Aim of the exercise: Take the data below. Output it exactly from its first line through the line containing "let steps = phase.steps(&config);".

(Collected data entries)
•••

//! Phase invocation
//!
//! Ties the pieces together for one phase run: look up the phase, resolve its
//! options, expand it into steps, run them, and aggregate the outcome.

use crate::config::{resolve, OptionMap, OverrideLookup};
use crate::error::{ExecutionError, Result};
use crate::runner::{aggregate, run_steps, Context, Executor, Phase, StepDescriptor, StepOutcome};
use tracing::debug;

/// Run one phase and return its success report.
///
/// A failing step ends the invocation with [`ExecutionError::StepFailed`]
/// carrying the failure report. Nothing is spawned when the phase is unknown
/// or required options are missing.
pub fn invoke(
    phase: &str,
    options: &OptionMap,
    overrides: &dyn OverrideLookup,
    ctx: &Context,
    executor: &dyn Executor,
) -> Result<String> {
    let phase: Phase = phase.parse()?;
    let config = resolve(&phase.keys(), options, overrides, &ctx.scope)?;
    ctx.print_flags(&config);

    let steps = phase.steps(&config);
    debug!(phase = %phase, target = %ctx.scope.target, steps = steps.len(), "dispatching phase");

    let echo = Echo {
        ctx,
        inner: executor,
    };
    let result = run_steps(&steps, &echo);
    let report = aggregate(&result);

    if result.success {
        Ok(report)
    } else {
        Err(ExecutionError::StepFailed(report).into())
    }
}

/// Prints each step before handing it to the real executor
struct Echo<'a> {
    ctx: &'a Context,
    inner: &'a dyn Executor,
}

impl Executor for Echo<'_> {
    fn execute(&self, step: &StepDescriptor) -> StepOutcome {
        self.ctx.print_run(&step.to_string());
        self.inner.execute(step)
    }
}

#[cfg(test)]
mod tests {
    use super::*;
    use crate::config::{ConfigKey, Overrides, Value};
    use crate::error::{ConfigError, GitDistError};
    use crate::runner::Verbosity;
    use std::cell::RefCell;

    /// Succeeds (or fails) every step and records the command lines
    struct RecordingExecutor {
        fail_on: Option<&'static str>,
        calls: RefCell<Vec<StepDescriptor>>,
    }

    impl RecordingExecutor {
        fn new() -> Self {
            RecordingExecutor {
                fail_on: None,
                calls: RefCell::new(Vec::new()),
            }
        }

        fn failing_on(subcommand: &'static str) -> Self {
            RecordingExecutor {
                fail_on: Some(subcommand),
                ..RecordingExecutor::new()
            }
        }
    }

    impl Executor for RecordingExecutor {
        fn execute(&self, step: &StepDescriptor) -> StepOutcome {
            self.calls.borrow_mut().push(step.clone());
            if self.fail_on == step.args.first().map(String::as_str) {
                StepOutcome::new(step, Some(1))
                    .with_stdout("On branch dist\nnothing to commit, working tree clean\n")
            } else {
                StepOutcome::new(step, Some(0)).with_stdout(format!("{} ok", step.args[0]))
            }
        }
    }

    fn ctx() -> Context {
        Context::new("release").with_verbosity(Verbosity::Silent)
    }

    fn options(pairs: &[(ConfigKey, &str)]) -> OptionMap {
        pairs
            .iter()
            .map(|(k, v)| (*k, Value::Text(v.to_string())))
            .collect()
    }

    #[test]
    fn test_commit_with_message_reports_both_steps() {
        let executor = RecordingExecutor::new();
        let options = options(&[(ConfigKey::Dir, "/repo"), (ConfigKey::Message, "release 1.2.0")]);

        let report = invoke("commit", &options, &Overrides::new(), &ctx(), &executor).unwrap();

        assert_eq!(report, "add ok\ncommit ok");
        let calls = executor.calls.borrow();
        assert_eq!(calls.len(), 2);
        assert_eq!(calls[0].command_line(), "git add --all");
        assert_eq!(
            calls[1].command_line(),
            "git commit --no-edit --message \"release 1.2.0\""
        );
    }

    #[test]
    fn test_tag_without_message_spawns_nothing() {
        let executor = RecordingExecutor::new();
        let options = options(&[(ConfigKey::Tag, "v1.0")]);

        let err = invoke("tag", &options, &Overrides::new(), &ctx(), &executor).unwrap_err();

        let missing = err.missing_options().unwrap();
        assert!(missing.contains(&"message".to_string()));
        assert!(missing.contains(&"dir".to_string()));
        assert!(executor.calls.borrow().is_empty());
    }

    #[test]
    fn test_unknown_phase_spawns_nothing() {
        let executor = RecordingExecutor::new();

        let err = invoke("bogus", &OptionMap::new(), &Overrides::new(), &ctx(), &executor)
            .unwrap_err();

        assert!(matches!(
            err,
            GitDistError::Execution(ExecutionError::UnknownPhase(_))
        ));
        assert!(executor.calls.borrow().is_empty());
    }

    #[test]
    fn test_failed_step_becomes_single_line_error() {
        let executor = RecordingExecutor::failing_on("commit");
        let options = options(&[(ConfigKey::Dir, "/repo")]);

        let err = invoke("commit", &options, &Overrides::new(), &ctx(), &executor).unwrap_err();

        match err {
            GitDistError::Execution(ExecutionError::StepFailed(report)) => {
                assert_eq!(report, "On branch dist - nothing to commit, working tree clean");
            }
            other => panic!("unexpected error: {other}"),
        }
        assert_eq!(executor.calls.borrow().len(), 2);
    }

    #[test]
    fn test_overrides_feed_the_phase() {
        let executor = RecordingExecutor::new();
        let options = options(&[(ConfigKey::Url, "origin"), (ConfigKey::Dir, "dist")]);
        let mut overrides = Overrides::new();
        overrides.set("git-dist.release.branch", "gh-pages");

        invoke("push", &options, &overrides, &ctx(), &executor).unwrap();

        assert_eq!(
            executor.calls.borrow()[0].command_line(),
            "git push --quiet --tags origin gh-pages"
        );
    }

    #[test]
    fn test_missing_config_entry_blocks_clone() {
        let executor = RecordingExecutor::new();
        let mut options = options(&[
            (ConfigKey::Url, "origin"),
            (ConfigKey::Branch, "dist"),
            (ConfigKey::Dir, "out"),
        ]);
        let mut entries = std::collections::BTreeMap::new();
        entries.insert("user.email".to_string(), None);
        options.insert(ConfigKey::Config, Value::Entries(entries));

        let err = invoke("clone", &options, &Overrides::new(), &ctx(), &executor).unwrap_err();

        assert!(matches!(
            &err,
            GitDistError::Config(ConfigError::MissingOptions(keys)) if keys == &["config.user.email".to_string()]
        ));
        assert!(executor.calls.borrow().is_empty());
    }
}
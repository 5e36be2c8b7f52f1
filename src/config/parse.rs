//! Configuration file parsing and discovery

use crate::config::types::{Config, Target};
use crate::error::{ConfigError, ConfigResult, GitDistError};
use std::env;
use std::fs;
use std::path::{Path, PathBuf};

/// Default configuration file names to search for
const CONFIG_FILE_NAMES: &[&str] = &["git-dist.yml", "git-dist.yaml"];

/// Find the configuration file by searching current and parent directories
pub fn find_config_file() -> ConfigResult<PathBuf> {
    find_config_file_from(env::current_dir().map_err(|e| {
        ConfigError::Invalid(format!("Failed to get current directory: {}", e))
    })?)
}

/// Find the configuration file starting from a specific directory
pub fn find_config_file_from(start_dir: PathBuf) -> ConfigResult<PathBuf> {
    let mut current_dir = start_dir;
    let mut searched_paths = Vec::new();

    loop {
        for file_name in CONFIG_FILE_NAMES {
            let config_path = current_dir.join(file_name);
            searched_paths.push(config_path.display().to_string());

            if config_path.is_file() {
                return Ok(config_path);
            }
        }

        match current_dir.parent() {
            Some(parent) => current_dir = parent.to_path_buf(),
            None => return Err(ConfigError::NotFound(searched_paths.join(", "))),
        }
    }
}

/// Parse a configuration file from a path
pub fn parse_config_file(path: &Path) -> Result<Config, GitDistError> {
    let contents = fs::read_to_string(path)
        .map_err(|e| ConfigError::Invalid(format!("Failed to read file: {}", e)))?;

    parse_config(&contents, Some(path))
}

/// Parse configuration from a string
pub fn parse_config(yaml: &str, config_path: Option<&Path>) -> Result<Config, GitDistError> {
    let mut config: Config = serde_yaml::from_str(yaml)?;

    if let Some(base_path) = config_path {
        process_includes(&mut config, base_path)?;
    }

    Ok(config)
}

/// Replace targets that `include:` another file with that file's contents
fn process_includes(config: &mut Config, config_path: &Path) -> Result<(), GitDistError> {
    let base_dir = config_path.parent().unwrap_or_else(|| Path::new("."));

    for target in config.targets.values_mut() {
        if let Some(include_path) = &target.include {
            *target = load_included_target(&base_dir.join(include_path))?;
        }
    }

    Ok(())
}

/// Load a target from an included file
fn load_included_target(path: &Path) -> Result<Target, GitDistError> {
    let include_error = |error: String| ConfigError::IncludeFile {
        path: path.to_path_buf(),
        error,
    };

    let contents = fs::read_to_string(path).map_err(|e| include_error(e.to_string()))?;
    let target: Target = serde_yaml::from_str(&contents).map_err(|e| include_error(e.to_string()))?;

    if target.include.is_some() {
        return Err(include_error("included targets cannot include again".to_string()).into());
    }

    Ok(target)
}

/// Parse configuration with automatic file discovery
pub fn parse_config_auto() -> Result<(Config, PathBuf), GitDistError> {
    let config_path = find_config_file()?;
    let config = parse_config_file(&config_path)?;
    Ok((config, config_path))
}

•••

The completed task:
//! Phase invocation
//!
//! Ties the pieces together for one phase run: look up the phase, resolve its
//! options, expand it into steps, run them, and aggregate the outcome.

use crate::config::{resolve, OptionMap, OverrideLookup};
use crate::error::{ExecutionError, Result};
use crate::runner::{aggregate, run_steps, Context, Executor, Phase, StepDescriptor, StepOutcome};
use tracing::debug;

/// Run one phase and return its success report.
///
/// A failing step ends the invocation with [`ExecutionError::StepFailed`]
/// carrying the failure report. Nothing is spawned when the phase is unknown
/// or required options are missing.
pub fn invoke(
    phase: &str,
    options: &OptionMap,
    overrides: &dyn OverrideLookup,
    ctx: &Context,
    executor: &dyn Executor,
) -> Result<String> {
    let phase: Phase = phase.parse()?;
    let config = resolve(&phase.keys(), options, overrides, &ctx.scope)?;
    ctx.print_flags(&config);

    let steps = phase.steps(&config);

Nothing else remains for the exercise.